An African-American bishop of the Society of St. Joseph (or Josephite Fathers), John Huston Ricard was born, raised and educated until the seminary in Louisiana. After joining his religious community and being ordained, while serving in parishes in the Washington, D.C. area he earned his Ph.D. in Psychology. Ordained again as an auxiliary bishop of Baltimore, he served there for a number of years prior to coming to Pensacola-Tallahassee thirteen years ago. There we renewed our friendship and since then my admiration and affection for this man has steadily grown to the point that today I feel a great loss. So do the priests, deacons and people of the Diocese of Pensacola-Tallahassee who know well how much he loved and served them and they returned that love in great measure.
Now I am the longest serving bishop in the province of Miami at fifteen years and Bishop Gerald Barbarito of Palm Beach is the senior among us in episcopal ordination. I never thought it would come to this. A great deal of sophistication in dealing with the Governor and Florida legislature in Tallahassee leaves our state with the retirement of Bishop Ricard and while we have an extremely competent lay staff at the Florida Catholic Conference led by Dr. D. Michael McCarron, they would be the first to say that when they needed “a cross and chain” to make a case for the Church, they could count on the Bishop jumping in his car and driving three hours plus to represent us. They just don’t make us like that anymore.

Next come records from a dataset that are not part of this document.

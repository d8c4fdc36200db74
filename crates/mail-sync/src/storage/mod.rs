//! Block storage, sync coverage and the per-folder storage facade
//!
//! `MailDb` is the transactional backend. `BlockStore` keeps one family of
//! size-bounded blocks on top of it, `AccuracyTracker` records which time
//! spans mirror the server, and `FolderStorage` ties both families, the
//! tracker and the bound slices together for one folder.

mod accuracy;
mod block_store;
mod folder_storage;
mod invariant;
mod memory;
mod sqlite;
mod traits;

pub use accuracy::{AccuracyTracker, RefreshGap};
pub use block_store::{BlockStore, StoredEntry};
pub use folder_storage::{FolderStorage, SyncKind, SyncRequest};
pub use invariant::InvariantViolation;
pub use memory::InMemoryMailDb;
pub use sqlite::SqliteMailDb;
pub use traits::{FlushBatch, MailDb};
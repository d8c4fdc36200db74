//! Size-bounded blocks of headers or bodies, kept in listing order
//!
//! A folder's messages live in blocks: contiguous runs of entries in listing
//! order (newest first) whose estimated size stays under a byte target. The
//! block index (`BlockInfo` list, newest block first) is always in memory;
//! block contents are loaded from the `MailDb` the first time they are
//! touched and can be dropped again while clean.
//!
//! Blocks never overlap. An insert goes into the block whose range covers the
//! new key, or into a neighbour with room; a block over the target is split
//! in two. Emptied blocks are deleted, underfull neighbours are not merged.

use anyhow::Result;
use std::collections::{BTreeMap, BTreeSet, HashMap};
use std::sync::Arc;

use super::MailDb;
use super::invariant::violation;
use crate::config::StorageConfig;
use crate::models::{Block, BlockId, BlockInfo, BlockKind, BodyInfo, HeaderInfo, Keyed, SortKey};

/// An entry type that can live in a block family
pub trait StoredEntry: Keyed + Clone + Send {
    const KIND: BlockKind;

    /// Estimated bytes this entry adds to its block
    fn estimated_size(&self, config: &StorageConfig) -> usize;

    fn load_block(db: &dyn MailDb, folder_id: &str, block_id: BlockId) -> Result<Option<Block<Self>>>;
}

impl StoredEntry for HeaderInfo {
    const KIND: BlockKind = BlockKind::Header;

    fn estimated_size(&self, config: &StorageConfig) -> usize {
        config.header_est_size
    }

    fn load_block(db: &dyn MailDb, folder_id: &str, block_id: BlockId) -> Result<Option<Block<Self>>> {
        db.load_header_block(folder_id, block_id)
    }
}

impl StoredEntry for BodyInfo {
    const KIND: BlockKind = BlockKind::Body;

    fn estimated_size(&self, _config: &StorageConfig) -> usize {
        self.size
    }

    fn load_block(db: &dyn MailDb, folder_id: &str, block_id: BlockId) -> Result<Option<Block<Self>>> {
        db.load_body_block(folder_id, block_id)
    }
}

I used to look forward to the seven or eight times each year when the Florida bishops would gather because there would be a reunion of sorts with the “panhandle bishop.” Now, he will no longer be there. This has been a very painful moment of transition for Bishop Ricard and for his diocese – he and they are hurting. But the genius of our Church is that none of us are irreplaceable and our service to the local churches which we love is finite. It is just the reality of separation and farewell which is so difficult. I have five more years to try and be half the bishop my brother +John has been so as someone else in Tallahassee is so fond of saying, “let’s get to work.” Thanks, Bishop Ricard, for your tireless and generous example, for your friendship and support. I will miss you terribly.